Ein „Traditional“ aus New Orleans („Just a Closer Walk with Three“) und Pete Johnsons „Holler Stomp“ eröffnen den zweiten Teil von Peter Rebers Heimspiel. Danach schnappt er sich ein Mikrophon, das ihn jetzt bei zwei Gesangseinlagen unterstützt.

Die Moritat vom „Hintertupfer Bene“ haben die populären Münchner „Hot Dogs“ zu einem fixen Bestandteil des bayrischen Dixieland gemacht und so mancher im Saal schmettert textsicher mit bei der tragisch endenden Geschichte vom kammerfensterlnden Burschen in der „Odelgrube“. Bei „Kansas City her I come“ singt Peter Reber mit „bavarian english“ und lässt sich auch durch das oft recht unrhythmische Klatschen einiger Zuhörer, deren Hände im Überschwang nicht stillhalten können, keineswegs aus dem Takt werfen. Noch einmal wechseln sich die Musiker ab.

Nach dem „How Long Blues“, einem Stück der filigranen Töne, darf Axel Zwingenberger seinem Faible für alte Dampflokomotiven frönen. Denn der „Achtelbeat“ der Maschinen und der Takt des rollenden, stampfenden Boogie-Woogie sind durchaus kompatibel.

Als er seinen „Thundertrain“ ankündigt, beweist er zudem lokale Kenntnis, indem er diese Nummer dem nostalgischen „Dampfexpress“ von Prien nach Stock am Chiemsee zuordnet. Nach zwei Klassikern, „Bass Goin’Crazy“ und dem unverwüstlichen „St.-Louis-Blues“, bringt Zwingenberger den Saal endgültig zum Kochen. Man tut sich schwer, ruhig sitzen zu bleiben, wenn das Klavier-Genie sein nuancenreiches Spiel auf ekstatische Weise zelebriert.

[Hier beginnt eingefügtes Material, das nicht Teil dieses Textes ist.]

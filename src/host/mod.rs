//! Desktop host integration.
//!
//! When the client is launched by the desktop host, the host injects one or
//! more markers into the environment and answers a small set of named
//! commands (`start_backend`, `get_backend_port`, `cleanup_backend`). This
//! module detects which mode the process is in and provides the call
//! surface for those commands.

mod bridge;
mod detect;
mod error;
mod http;
mod port_file;

pub use bridge::{HostBridge, HostBridgeChain};
pub use detect::{HOST_URL_VAR, HostMarkers, HostMode, PORT_FILE_VAR, detect_host_mode};
pub use error::HostError;
pub use http::HttpBridge;
pub use port_file::PortFileBridge;

#[cfg(test)]
pub use bridge::MockHostBridge;

/// Command asking the host to launch the backend process.
pub const START_BACKEND: &str = "start_backend";

/// Command asking the host for the TCP port the backend listens on.
pub const GET_BACKEND_PORT: &str = "get_backend_port";

/// Command asking the host to terminate the backend it launched.
pub const CLEANUP_BACKEND: &str = "cleanup_backend";
//! Config command - manage client configuration.

use anyhow::{Result, bail};
use clap::{Args, Subcommand};

use crate::config::ClientConfig;
use crate::host::{HOST_URL_VAR, HostMarkers, PORT_FILE_VAR, detect_host_mode};

#[derive(Args)]
pub struct ConfigCmd {
    #[command(subcommand)]
    pub command: ConfigSubCmd,
}

#[derive(Subcommand)]
pub enum ConfigSubCmd {
    /// Set the backend port used outside the desktop host (default: 8000)
    SetPort(SetPortCmd),

    /// Set the command that launches the backend (port file path is appended)
    SetBackendCommand(SetBackendCommandCmd),

    /// Set the upload size that asks for confirmation, in MB (default: 5)
    SetUploadLimit(SetUploadLimitCmd),

    /// Show current configuration
    Show,
}

#[derive(Args)]
pub struct SetPortCmd {
    pub port: u16,
}

#[derive(Args)]
pub struct SetBackendCommandCmd {
    /// Program and arguments, e.g. `python backend/app/main.py`
    #[arg(trailing_var_arg = true, allow_hyphen_values = true)]
    pub argv: Vec<String>,
}

#[derive(Args)]
pub struct SetUploadLimitCmd {
    pub megabytes: f64,
}

impl ConfigCmd {
    pub async fn run(&self) -> Result<()> {
        match &self.command {
            ConfigSubCmd::SetPort(cmd) => {
                if cmd.port == 0 {
                    bail!("Port must be non-zero");
                }
                let mut config = ClientConfig::load()?;
                config.default_port = cmd.port;
                config.save()?;
                println!("Default port set to: {}", cmd.port);
            }
            ConfigSubCmd::SetBackendCommand(cmd) => {
                let mut config = ClientConfig::load()?;
                if cmd.argv.is_empty() {
                    config.backend_command = None;
                    println!("Backend command cleared.");
                } else {
                    config.backend_command = Some(cmd.argv.clone());
                    println!("Backend command set to: {}", cmd.argv.join(" "));
                }
                config.save()?;
            }
            ConfigSubCmd::SetUploadLimit(cmd) => {
                if !(cmd.megabytes.is_finite() && cmd.megabytes >= 0.0) {
                    bail!("Upload limit must be a non-negative number");
                }
                let mut config = ClientConfig::load()?;
                config.upload_confirm_mb = cmd.megabytes;
                config.save()?;
                println!("Upload confirmation above: {} MB", cmd.megabytes);
            }
            ConfigSubCmd::Show => {
                let config = ClientConfig::load()?;
                let markers = HostMarkers::from_env();
                println!("Config: {}", ClientConfig::config_path()?.display());
                println!();
                println!("mode:             {}", detect_host_mode(&markers));
                println!(
                    "{:<17} {}",
                    format!("{}:", HOST_URL_VAR.to_lowercase()),
                    markers.host_url.as_deref().unwrap_or("(not set)")
                );
                println!(
                    "{:<17} {}",
                    format!("{}:", PORT_FILE_VAR.to_lowercase()),
                    markers
                        .port_file
                        .as_ref()
                        .map(|p| p.display().to_string())
                        .unwrap_or_else(|| "(not set)".to_string())
                );
                println!("default_port:     {}", config.default_port);
                println!(
                    "readiness:        every {}ms, max {} attempts",
                    config.readiness_interval_ms, config.readiness_max_attempts
                );
                println!("upload_confirm:   {} MB", config.upload_confirm_mb);
                println!("top_k:            {}", config.top_k);
                println!(
                    "backend_command:  {}",
                    config
                        .backend_command
                        .as_ref()
                        .map(|c| c.join(" "))
                        .unwrap_or_else(|| "(not set)".to_string())
                );
            }
        }
        Ok(())
    }
}
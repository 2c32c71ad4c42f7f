use serde::{Deserialize, Serialize};

/// Persona sentences used whenever no training text is available.
pub const DEFAULT_CORPUS: [&str; 3] = [
	"Olá. Eu sou o JARViS, assistente virtual inspirado no filme Homem de Ferro.",
	"Posso gerar frases com base no que você me ensinar.",
	"Forneça exemplos ou faça perguntas, senhor.",
];

/// Returns the default corpus as owned lines.
pub fn default_corpus() -> Vec<String> {
	DEFAULT_CORPUS.iter().map(|line| (*line).to_owned()).collect()
}

/// Ordered sequence of trimmed, non-empty training lines.
#[derive(Serialize, Deserialize, Clone, Debug, Default, PartialEq, Eq)]
#[serde(transparent)]
pub struct Corpus {
	lines: Vec<String>,
}

impl Corpus {
	/// Splits raw multi-line training text into a corpus.
	///
	/// Lines are trimmed and blank ones dropped.
	pub fn from_text(text: &str) -> Self {
		Self::from_lines(text.lines())
	}

	/// Builds a corpus from individual samples, trimming and dropping blanks.
	pub fn from_lines<I, S>(lines: I) -> Self
	where
		I: IntoIterator<Item = S>,
		S: AsRef<str>,
	{
		let lines = lines
			.into_iter()
			.map(|line| line.as_ref().trim().to_owned())
			.filter(|line| !line.is_empty())
			.collect();
		Self { lines }
	}

	/// Replaces an empty corpus with `default`.
	pub fn or_default_with(self, default: &[String]) -> Self {
		if self.is_empty() {
			Self::from_lines(default)
		} else {
			self
		}
	}

	/// Replaces an empty corpus with [`DEFAULT_CORPUS`].
	pub fn or_default(self) -> Self {
		self.or_default_with(&default_corpus())
	}

	pub fn lines(&self) -> &[String] {
		&self.lines
	}

	pub fn len(&self) -> usize {
		self.lines.len()
	}

	pub fn is_empty(&self) -> bool {
		self.lines.is_empty()
	}
}

impl From<Corpus> for Vec<String> {
	fn from(corpus: Corpus) -> Self {
		corpus.lines
	}
}
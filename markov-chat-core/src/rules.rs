use std::collections::HashMap;

use serde::Deserialize;

use crate::model::tokenizer::tokenize;

const GREETING: &str = "Olá, eu sou o JARViS. Em que posso ajudar?";

/// Fixed mapping from a trigger token to a canned reply.
///
/// Triggers are stored lowercase so they can match tokenizer output,
/// including when read from a configuration file.
#[derive(Deserialize, Clone, Debug, PartialEq, Eq)]
#[serde(from = "HashMap<String, String>")]
pub struct RuleSet {
	rules: HashMap<String, String>,
}

impl Default for RuleSet {
	fn default() -> Self {
		Self::from_map([
			("oi", GREETING),
			("ola", GREETING),
			("jarvis", "JARViS online. Aguardando comandos."),
			("ajuda", "Sou o JARViS. Posso conversar e gerar respostas com base no texto de treino."),
			("tchau", "Até logo. JARViS encerrando."),
		])
	}
}

impl RuleSet {
	/// An empty rule set, nothing ever matches.
	pub fn empty() -> Self {
		Self { rules: HashMap::new() }
	}

	pub fn from_map<I, K, V>(rules: I) -> Self
	where
		I: IntoIterator<Item = (K, V)>,
		K: AsRef<str>,
		V: Into<String>,
	{
		let mut set = Self::empty();
		for (trigger, reply) in rules {
			set.insert(trigger, reply);
		}
		set
	}

	pub fn insert(&mut self, trigger: impl AsRef<str>, reply: impl Into<String>) {
		self.rules.insert(trigger.as_ref().to_lowercase(), reply.into());
	}

	pub fn get(&self, trigger: &str) -> Option<&str> {
		self.rules.get(trigger).map(String::as_str)
	}

	pub fn len(&self) -> usize {
		self.rules.len()
	}

	pub fn is_empty(&self) -> bool {
		self.rules.is_empty()
	}

	/// Returns the reply of the first input token that is a trigger.
	///
	/// The first match is decided by token position in `text`, not by
	/// the order of the rules.
	pub fn find_response(&self, text: &str) -> Option<&str> {
		tokenize(text).iter().find_map(|token| self.get(token))
	}
}

impl From<HashMap<String, String>> for RuleSet {
	fn from(rules: HashMap<String, String>) -> Self {
		Self::from_map(rules)
	}
}

/// Looks up a canned reply for `text`, see [`RuleSet::find_response`].
pub fn find_rule_response<'a>(text: &str, rules: &'a RuleSet) -> Option<&'a str> {
	rules.find_response(text)
}

#[cfg(test)]
mod tests {
	use super::*;

	#[test]
	fn greeting_matches_inside_a_sentence() {
		let rules = RuleSet::default();
		assert_eq!(find_rule_response("oi, tudo bem?", &rules), Some(GREETING));
	}

	#[test]
	fn match_ignores_case() {
		let rules = RuleSet::default();
		assert_eq!(rules.find_response("Ei JARVIS"), Some("JARViS online. Aguardando comandos."));
	}

	#[test]
	fn first_token_position_wins() {
		let rules = RuleSet::default();
		assert_eq!(rules.find_response("tchau e oi"), Some("Até logo. JARViS encerrando."));
		assert_eq!(rules.find_response("oi e tchau"), Some(GREETING));
	}

	#[test]
	fn partial_words_do_not_match() {
		let rules = RuleSet::default();
		assert_eq!(rules.find_response("oitenta ajudante"), None);
		assert_eq!(rules.find_response(""), None);
	}

	#[test]
	fn accented_word_is_a_different_token() {
		let rules = RuleSet::default();
		assert_eq!(rules.find_response("olá"), None);
		assert_eq!(rules.find_response("ola"), Some(GREETING));
	}

	#[test]
	fn triggers_are_lowercased_on_insert() {
		let mut rules = RuleSet::empty();
		rules.insert("Status", "ok");
		assert_eq!(rules.len(), 1);
		assert_eq!(rules.find_response("STATUS?"), Some("ok"));
	}
}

In einem unglaublichen Tempo und einer faszinierenden Präzision flitzen die Finger mal forte, mal piano über die Tasten, vollbringen überraschende Rhythmuswechsel: Zu später Stunde setzt die Jazz-Ikone bei seinem „Boogie Du Printemps“ eine schier unerschöpfliche Energie frei und reißt das Publikum zu wahren Begeisterungsstürmen hin.

Derart beflügelt, bestreiten Zwingenberger und Reber gemeinsam den Schlussakkord eines großartigen Konzerts. Nach „Nagasaki“ von Warren/Dixon und „The Sheik of Araby“ von Harry B. Smith gibt’s  zu Recht stehende Ovationen auf und als Zugabe vierhändig „The Higher We Jump“, eine der bekanntesten Zwingenberger-Nummern, komponiert mit Vince Weber.

Ein würdiger Abschluss nach drei Stunden höchster Musikalität und jeder Menge ungebremster Improvisationslaune zweier wunderbar harmonierender Künstler.